I can see some comments saying UWC is much better than OFS in quality and reputation. That is pretty much what I gathered anyway, but UWC is not a good peer comparator for OFS.

UWC is way more expensive and atas than OFS. They mainly cater for the senior executive expatriates of MNCs where school fees are not a problem and fully provided for by their employers.

My understanding is that this school is so hot that many of such senior executives are able to exert influence in their companies to "pressure" company to chalk up 6-figure sums as debentures in order to be given admission priority.

OFS attendees on the other hand are mostly children of mid-senior managers expatriates or executive level employees who are here on local+ packages instead of full assignment. As benefit coverage for this group of employees is not as generous, they tend to settle for OFS either to keep within company budget or minimize their own cash outlays.

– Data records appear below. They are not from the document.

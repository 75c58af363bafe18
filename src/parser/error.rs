use miette::{Diagnostic, SourceSpan};
use thiserror::Error;

/// Reasons a filter string cannot be turned into a predicate
#[derive(Debug, Clone, Diagnostic, Error)]
pub enum ParseError {
    #[error("Filter expression is empty")]
    #[diagnostic(code(filter::empty), help("Write at least one condition, e.g. `age gt 21`"))]
    Empty,

    #[error("Unterminated string literal")]
    #[diagnostic(
        code(filter::unterminated_string),
        help("Close the literal with ' and write an embedded quote as ''")
    )]
    UnterminatedString {
        #[source_code]
        src: String,
        #[label("missing closing quote")]
        span: SourceSpan,
    },

    #[error("Unexpected {found}, expected {expected}")]
    #[diagnostic(code(filter::unexpected_token))]
    UnexpectedToken {
        found: String,
        expected: &'static str,
        #[source_code]
        src: String,
        #[label("unexpected {found}")]
        span: SourceSpan,
    },

    #[error("Unexpected end of filter, expected {expected}")]
    #[diagnostic(code(filter::unexpected_end))]
    UnexpectedEnd {
        expected: &'static str,
        #[source_code]
        src: String,
        #[label("input ends here")]
        span: SourceSpan,
    },

    #[error("Unknown operator: {operator}")]
    #[diagnostic(
        code(filter::unknown_operator),
        help("Valid operators: eq, ne, gt, ge, lt, le (lowercase)")
    )]
    UnknownOperator {
        operator: String,
        #[source_code]
        src: String,
        #[label("unknown operator")]
        span: SourceSpan,
    },

    #[error("Unknown function: {function}")]
    #[diagnostic(code(filter::unknown_function))]
    UnknownFunction {
        function: String,
        #[source_code]
        src: String,
        #[label("unknown function")]
        span: SourceSpan,
        #[help]
        help: Option<String>,
    },

    #[error("Cannot mix 'and' and 'or' in the same group")]
    #[diagnostic(
        code(filter::mixed_operators),
        help("Add parentheses to make the precedence explicit")
    )]
    MixedOperators {
        #[source_code]
        src: String,
        #[label("group joined with this")]
        first: SourceSpan,
        #[label("conflicts with this")]
        second: SourceSpan,
    },

    #[error("Unclosed parenthesis")]
    #[diagnostic(code(filter::unclosed_parenthesis))]
    UnclosedParenthesis {
        #[source_code]
        src: String,
        #[label("opened here")]
        span: SourceSpan,
    },

    #[error("Unmatched closing parenthesis")]
    #[diagnostic(code(filter::unmatched_parenthesis))]
    UnmatchedParenthesis {
        #[source_code]
        src: String,
        #[label("no matching '('")]
        span: SourceSpan,
    },

    #[error("Filter nests deeper than {limit} levels")]
    #[diagnostic(code(filter::too_deep))]
    TooDeep {
        limit: usize,
        #[source_code]
        src: String,
        #[label("limit exceeded here")]
        span: SourceSpan,
    },
}

impl ParseError {
    /// Byte offset and length of the primary label, if any
    pub fn location(&self) -> Option<(usize, usize)> {
        let span = match self {
            ParseError::Empty => return None,
            ParseError::UnterminatedString { span, .. }
            | ParseError::UnexpectedToken { span, .. }
            | ParseError::UnexpectedEnd { span, .. }
            | ParseError::UnknownOperator { span, .. }
            | ParseError::UnknownFunction { span, .. }
            | ParseError::UnclosedParenthesis { span, .. }
            | ParseError::UnmatchedParenthesis { span, .. }
            | ParseError::TooDeep { span, .. } => span,
            ParseError::MixedOperators { second, .. } => second,
        };
        Some((span.offset(), span.len()))
    }
}
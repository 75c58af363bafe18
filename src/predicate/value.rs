use std::fmt::{self, Display};

use chrono::{DateTime, SecondsFormat, Utc};
use serde::{Deserialize, Serialize};

/// Right-hand side of a comparison
#[derive(Debug, Clone, PartialEq, Serialize, Deserialize)]
#[serde(untagged)]
pub enum Literal {
    Boolean(bool),
    Number(f64),
    String(String),
}

impl Literal {
    /// Convert a bare (unquoted) filter token into its typed literal.
    ///
    /// `true`/`false` are matched case-insensitively, finite numbers become
    /// numeric, anything else stays a string.
    pub fn from_bare(token: &str) -> Self {
        if token.eq_ignore_ascii_case("true") {
            return Literal::Boolean(true);
        }
        if token.eq_ignore_ascii_case("false") {
            return Literal::Boolean(false);
        }
        match parse_number(token) {
            Some(n) => Literal::Number(n),
            None => Literal::String(token.to_string()),
        }
    }

    pub fn as_str(&self) -> Option<&str> {
        match self {
            Literal::String(s) => Some(s),
            _ => None,
        }
    }

    pub fn as_number(&self) -> Option<f64> {
        match self {
            Literal::Number(n) => Some(*n),
            _ => None,
        }
    }

    pub fn as_bool(&self) -> Option<bool> {
        match self {
            Literal::Boolean(b) => Some(*b),
            _ => None,
        }
    }

    /// The literal's value without quoting, as used in a URL query string
    pub fn to_plain_string(&self) -> String {
        match self {
            Literal::String(s) => s.clone(),
            Literal::Number(n) => n.to_string(),
            Literal::Boolean(b) => b.to_string(),
        }
    }
}

/// Parses a token as a finite decimal number. Words like `inf` or `NaN` that
/// `f64::from_str` would accept are rejected.
pub(crate) fn parse_number(token: &str) -> Option<f64> {
    let token = token.trim();
    let first = token.chars().next()?;
    if !(first.is_ascii_digit() || first == '-' || first == '+' || first == '.') {
        return None;
    }
    token.parse::<f64>().ok().filter(|n| n.is_finite())
}

/// String literal in filter syntax: single quoted, embedded quotes doubled
pub(crate) fn quote(s: &str) -> String {
    format!("'{}'", s.replace('\'', "''"))
}

impl Display for Literal {
    fn fmt(&self, f: &mut fmt::Formatter<'_>) -> fmt::Result {
        match self {
            Literal::String(s) => f.write_str(&quote(s)),
            Literal::Number(n) => write!(f, "{}", n),
            Literal::Boolean(b) => write!(f, "{}", b),
        }
    }
}

impl From<&str> for Literal {
    fn from(s: &str) -> Self {
        Literal::String(s.to_string())
    }
}

impl From<String> for Literal {
    fn from(s: String) -> Self {
        Literal::String(s)
    }
}

impl From<&String> for Literal {
    fn from(s: &String) -> Self {
        Literal::String(s.clone())
    }
}

impl From<bool> for Literal {
    fn from(b: bool) -> Self {
        Literal::Boolean(b)
    }
}

impl From<f64> for Literal {
    fn from(n: f64) -> Self {
        Literal::Number(n)
    }
}

impl From<f32> for Literal {
    fn from(n: f32) -> Self {
        Literal::Number(f64::from(n))
    }
}

macro_rules! literal_from_int {
    ($($t:ty),*) => {
        $(
            impl From<$t> for Literal {
                fn from(n: $t) -> Self {
                    Literal::Number(n as f64)
                }
            }
        )*
    };
}

literal_from_int!(i8, i16, i32, i64, isize, u8, u16, u32, u64, usize);

impl From<DateTime<Utc>> for Literal {
    fn from(dt: DateTime<Utc>) -> Self {
        Literal::String(dt.to_rfc3339_opts(SecondsFormat::AutoSi, true))
    }
}
use serde::{Deserialize, Serialize};

/// Which OData revision's spelling of the substring function is in use.
///
/// `V4` reads and writes `contains(property, 'value')`. `V2` reads and writes
/// the legacy `substringof('value', property)`. Each dialect only accepts its
/// own spelling when parsing.
#[derive(Debug, Clone, Copy, PartialEq, Eq, Hash, Default, Serialize, Deserialize)]
#[serde(rename_all = "lowercase")]
pub enum Dialect {
    #[default]
    V4,
    V2,
}

impl Dialect {
    /// Name of the substring-containment function in this dialect
    pub fn contains_function(&self) -> &'static str {
        match self {
            Dialect::V4 => "contains",
            Dialect::V2 => "substringof",
        }
    }
}

pub const DEFAULT_MAX_DEPTH: usize = 32;

/// Settings shared by parsing and rendering
#[derive(Debug, Clone, Copy, PartialEq, Eq, Serialize, Deserialize)]
#[serde(default)]
pub struct FilterConfig {
    pub dialect: Dialect,
    /// Maximum parenthesis nesting accepted by the parser
    pub max_depth: usize,
}

impl Default for FilterConfig {
    fn default() -> Self {
        Self {
            dialect: Dialect::default(),
            max_depth: DEFAULT_MAX_DEPTH,
        }
    }
}

impl FilterConfig {
    pub fn with_dialect(mut self, dialect: Dialect) -> Self {
        self.dialect = dialect;
        self
    }

    pub fn with_max_depth(mut self, max_depth: usize) -> Self {
        self.max_depth = max_depth;
        self
    }
}

#[cfg(test)]
mod tests {
    use super::*;

    #[test]
    fn test_config_from_partial_json() {
        let config: FilterConfig = serde_json::from_str(r#"{"dialect": "v2"}"#).unwrap();
        assert_eq!(config.dialect, Dialect::V2);
        assert_eq!(config.max_depth, DEFAULT_MAX_DEPTH);
    }
}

The target market segment for these two schools are in fact quite different although both target mainly the foreign community.

A few thoughts :

1. 2013 revenues should increase as tuition fees were raised by 10-15% effective Aug 2012 (ie FY2012 only benefited for half a year). They are operating at close to their max capacity of 3,800 students so my guess is that revenue increase will be limited to around 5-6%.
2. Despite the tuition increase, OFS fees are still around 7% lower than the average of the other big schools (UWC, Tanglin, Singapore American, Stamford American, Canadian and Australian), so another hike could occur this year (in which case effective August when the school year starts so impact will only be for 5 months).
3. Next catalyst would be moving to their new campus in two years time. Student capacity will increase to 4,200 (so 9% growth) and with new facilities, they should be able to increase fees to the level of a Stamford or Singapore American (another 10%).
4. OFS currently pays just under $7mm in rent. Assuming a cost of $200mm for the new campus funded $100mm by IPO proceeds and own cash flow and the other $100mm in debt at 3-4%, annual savings should be $3-4mm.
5. This is a very simple and stable business (barring SARS or another global crisis). Should generate lots of free cash flow and high dividends PROVIDED that labour costs don't spiral out of control (2012 saw a 15-20% jump).
6. Competition is increasing (UWC opened a new campus a year ago, Stamford American this year and Dulwich will open next year) but the top schools still have waiting lists. barriers to entry are increasing due to the large investments required (Stamford spent $200mm on their Upper Serangoon campus and Dulwich is looking at $2-300mm for their upcoming Jurong campus).
7. Assuming the above fee hikes take place, the campus construction is smooth, then we could be looking at a 50% increase in net income and a 6% dividend yield (assuming 50% pay-out) for FY 2015. This should be very attractive for stable business but that is three years away....which is a long time to wait. One to watch but for a better entry point.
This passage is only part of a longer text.